■ WHAT IS NEEDED
Copy out every line of the data where the word "contains" is found.

[[ SUPPLIED INFORMATION open ]]

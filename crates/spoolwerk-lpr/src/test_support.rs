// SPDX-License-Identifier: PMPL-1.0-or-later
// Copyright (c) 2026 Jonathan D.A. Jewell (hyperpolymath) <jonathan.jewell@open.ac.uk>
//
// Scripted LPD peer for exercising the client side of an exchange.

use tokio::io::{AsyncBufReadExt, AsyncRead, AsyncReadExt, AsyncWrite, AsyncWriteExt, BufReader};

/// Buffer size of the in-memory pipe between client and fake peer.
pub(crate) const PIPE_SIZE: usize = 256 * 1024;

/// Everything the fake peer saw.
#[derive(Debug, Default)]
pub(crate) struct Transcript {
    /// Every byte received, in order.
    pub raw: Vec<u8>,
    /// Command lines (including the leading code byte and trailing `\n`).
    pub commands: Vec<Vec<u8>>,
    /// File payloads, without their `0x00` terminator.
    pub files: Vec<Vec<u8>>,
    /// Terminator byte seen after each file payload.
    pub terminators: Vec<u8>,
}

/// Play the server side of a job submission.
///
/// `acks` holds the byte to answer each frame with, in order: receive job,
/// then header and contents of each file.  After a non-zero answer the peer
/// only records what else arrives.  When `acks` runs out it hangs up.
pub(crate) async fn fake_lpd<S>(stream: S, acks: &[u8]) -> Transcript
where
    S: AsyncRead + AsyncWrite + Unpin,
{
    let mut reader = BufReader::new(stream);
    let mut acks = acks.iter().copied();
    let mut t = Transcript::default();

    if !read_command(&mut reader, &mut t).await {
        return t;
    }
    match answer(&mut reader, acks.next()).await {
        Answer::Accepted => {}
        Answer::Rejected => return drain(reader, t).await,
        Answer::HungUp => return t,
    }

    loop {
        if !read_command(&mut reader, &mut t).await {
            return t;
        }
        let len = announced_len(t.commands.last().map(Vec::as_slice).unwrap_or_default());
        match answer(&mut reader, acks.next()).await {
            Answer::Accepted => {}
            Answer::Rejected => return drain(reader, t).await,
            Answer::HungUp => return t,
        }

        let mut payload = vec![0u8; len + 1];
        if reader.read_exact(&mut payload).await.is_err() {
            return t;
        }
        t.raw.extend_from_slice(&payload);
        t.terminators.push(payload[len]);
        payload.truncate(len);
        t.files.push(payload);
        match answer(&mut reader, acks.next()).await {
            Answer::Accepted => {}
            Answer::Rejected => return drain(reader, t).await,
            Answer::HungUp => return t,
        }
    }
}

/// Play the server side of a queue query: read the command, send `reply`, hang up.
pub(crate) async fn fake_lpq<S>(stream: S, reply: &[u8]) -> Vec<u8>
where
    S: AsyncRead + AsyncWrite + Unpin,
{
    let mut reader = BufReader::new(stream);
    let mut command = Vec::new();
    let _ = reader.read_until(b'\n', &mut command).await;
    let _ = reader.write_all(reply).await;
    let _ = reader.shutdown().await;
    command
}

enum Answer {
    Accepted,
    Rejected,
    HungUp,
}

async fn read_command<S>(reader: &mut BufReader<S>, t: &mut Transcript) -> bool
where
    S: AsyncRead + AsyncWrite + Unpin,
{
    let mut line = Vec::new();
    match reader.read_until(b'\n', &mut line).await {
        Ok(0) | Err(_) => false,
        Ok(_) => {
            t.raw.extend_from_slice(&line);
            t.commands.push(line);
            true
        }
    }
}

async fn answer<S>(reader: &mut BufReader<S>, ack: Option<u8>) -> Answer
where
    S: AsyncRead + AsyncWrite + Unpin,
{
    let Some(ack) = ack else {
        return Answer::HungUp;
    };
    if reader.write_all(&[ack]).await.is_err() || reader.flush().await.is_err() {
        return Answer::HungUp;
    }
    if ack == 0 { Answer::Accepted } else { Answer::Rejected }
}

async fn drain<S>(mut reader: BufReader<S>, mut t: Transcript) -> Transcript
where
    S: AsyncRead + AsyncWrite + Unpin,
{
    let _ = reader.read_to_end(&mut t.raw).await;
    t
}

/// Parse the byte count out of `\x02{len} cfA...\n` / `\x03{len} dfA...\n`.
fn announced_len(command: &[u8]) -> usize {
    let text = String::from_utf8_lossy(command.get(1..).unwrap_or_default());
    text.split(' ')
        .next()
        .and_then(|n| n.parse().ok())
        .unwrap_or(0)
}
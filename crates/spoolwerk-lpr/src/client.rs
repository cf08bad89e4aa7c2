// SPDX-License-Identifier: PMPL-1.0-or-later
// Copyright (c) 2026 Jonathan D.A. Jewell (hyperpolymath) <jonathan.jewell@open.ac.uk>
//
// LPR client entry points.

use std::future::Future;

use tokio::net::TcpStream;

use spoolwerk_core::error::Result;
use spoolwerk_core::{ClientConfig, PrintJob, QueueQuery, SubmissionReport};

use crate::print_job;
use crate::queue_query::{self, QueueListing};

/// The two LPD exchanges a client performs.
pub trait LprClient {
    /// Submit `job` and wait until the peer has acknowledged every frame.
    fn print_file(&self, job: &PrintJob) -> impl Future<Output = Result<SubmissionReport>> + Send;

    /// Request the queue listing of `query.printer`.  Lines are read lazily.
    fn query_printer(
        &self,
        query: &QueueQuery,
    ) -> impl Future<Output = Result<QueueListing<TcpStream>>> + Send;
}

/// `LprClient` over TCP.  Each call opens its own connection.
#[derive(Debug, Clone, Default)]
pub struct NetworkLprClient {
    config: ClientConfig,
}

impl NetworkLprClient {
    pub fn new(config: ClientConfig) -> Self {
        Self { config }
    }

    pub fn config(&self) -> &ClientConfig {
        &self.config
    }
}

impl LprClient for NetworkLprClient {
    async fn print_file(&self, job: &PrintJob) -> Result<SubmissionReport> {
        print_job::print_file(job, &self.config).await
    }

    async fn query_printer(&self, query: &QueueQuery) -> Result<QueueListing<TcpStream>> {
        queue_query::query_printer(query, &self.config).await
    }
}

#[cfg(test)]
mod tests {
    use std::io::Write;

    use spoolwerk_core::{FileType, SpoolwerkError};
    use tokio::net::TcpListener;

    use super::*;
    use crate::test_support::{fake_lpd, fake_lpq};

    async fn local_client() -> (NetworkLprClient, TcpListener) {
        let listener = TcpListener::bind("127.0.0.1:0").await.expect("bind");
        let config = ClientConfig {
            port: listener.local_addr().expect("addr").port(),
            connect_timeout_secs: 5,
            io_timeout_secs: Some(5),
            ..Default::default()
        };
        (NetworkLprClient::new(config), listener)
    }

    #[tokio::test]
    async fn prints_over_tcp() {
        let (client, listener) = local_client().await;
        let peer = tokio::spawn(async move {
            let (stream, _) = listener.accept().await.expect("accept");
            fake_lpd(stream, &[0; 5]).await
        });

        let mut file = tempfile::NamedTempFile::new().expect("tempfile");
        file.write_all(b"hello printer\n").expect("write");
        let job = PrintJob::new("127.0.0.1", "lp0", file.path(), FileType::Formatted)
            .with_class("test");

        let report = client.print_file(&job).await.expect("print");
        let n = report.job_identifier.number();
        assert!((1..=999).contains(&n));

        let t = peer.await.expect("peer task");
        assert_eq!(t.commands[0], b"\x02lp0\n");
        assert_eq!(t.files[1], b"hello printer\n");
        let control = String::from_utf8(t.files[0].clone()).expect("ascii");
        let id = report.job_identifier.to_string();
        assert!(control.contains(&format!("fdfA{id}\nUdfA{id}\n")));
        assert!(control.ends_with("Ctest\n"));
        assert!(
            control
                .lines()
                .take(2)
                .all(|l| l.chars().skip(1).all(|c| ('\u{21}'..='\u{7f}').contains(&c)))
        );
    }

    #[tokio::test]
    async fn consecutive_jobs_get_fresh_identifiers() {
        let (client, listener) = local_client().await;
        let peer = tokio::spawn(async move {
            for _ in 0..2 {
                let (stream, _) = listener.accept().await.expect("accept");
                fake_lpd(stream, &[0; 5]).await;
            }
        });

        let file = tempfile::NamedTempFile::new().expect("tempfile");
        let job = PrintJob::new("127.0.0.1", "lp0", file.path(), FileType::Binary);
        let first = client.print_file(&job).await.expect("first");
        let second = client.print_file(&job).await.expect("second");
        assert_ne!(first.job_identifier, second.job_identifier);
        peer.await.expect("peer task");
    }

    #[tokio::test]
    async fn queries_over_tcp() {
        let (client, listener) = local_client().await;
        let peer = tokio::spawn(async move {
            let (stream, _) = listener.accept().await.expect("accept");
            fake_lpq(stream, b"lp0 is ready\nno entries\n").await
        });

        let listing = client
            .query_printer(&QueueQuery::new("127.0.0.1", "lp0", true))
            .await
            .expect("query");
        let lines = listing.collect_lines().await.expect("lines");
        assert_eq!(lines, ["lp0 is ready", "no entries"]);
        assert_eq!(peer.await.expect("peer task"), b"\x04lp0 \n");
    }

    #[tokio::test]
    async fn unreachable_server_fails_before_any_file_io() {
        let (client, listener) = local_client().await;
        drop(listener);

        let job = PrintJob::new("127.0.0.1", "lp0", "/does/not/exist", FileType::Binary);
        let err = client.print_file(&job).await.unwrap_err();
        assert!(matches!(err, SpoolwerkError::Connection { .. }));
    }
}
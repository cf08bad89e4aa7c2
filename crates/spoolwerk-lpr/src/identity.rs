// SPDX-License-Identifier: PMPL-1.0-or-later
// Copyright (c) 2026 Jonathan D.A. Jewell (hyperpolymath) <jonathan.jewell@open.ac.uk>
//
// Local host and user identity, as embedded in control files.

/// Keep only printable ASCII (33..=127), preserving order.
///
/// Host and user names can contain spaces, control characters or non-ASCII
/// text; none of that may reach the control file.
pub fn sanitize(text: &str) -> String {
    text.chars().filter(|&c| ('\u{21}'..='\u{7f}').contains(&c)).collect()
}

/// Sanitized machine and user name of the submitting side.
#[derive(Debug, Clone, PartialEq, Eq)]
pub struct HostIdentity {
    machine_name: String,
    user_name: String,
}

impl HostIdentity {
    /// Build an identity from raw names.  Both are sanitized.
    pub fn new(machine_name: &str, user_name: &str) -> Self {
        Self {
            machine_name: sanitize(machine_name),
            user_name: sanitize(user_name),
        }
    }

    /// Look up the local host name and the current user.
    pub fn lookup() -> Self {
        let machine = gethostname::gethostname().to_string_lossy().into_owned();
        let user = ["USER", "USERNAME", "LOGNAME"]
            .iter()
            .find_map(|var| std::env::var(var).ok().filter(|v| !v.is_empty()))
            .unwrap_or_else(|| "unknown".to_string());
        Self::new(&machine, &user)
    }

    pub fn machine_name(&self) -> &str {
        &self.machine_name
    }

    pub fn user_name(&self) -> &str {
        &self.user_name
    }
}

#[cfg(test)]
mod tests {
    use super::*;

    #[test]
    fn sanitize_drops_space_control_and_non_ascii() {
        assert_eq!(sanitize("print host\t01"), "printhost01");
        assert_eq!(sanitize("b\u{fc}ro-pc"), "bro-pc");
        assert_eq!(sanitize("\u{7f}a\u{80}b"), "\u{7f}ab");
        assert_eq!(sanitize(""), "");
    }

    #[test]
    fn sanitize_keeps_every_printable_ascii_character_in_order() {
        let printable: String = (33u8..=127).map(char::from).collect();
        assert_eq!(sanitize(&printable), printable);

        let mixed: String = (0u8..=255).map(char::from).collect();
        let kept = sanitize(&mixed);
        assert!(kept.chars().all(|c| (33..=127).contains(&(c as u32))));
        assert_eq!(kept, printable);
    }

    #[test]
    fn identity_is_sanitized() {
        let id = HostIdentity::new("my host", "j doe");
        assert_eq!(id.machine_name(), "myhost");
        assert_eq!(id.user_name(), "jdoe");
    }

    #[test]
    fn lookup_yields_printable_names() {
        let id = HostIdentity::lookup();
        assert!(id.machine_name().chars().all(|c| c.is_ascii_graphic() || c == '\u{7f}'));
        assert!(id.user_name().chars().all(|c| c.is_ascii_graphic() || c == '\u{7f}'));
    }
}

[[ SUPPLIED INFORMATION closed ]]

■ SOLUTION FOR THIS PROBLEM
        assert!((1..=999).contains(&n));
        assert!(control.contains(&format!("fdfA{id}\nUdfA{id}\n")));
                .all(|l| l.chars().skip(1).all(|c| ('\u{21}'..='\u{7f}').contains(&c)))
    text.chars().filter(|&c| ('\u{21}'..='\u{7f}').contains(&c)).collect()
        assert!(kept.chars().all(|c| (33..=127).contains(&(c as u32))));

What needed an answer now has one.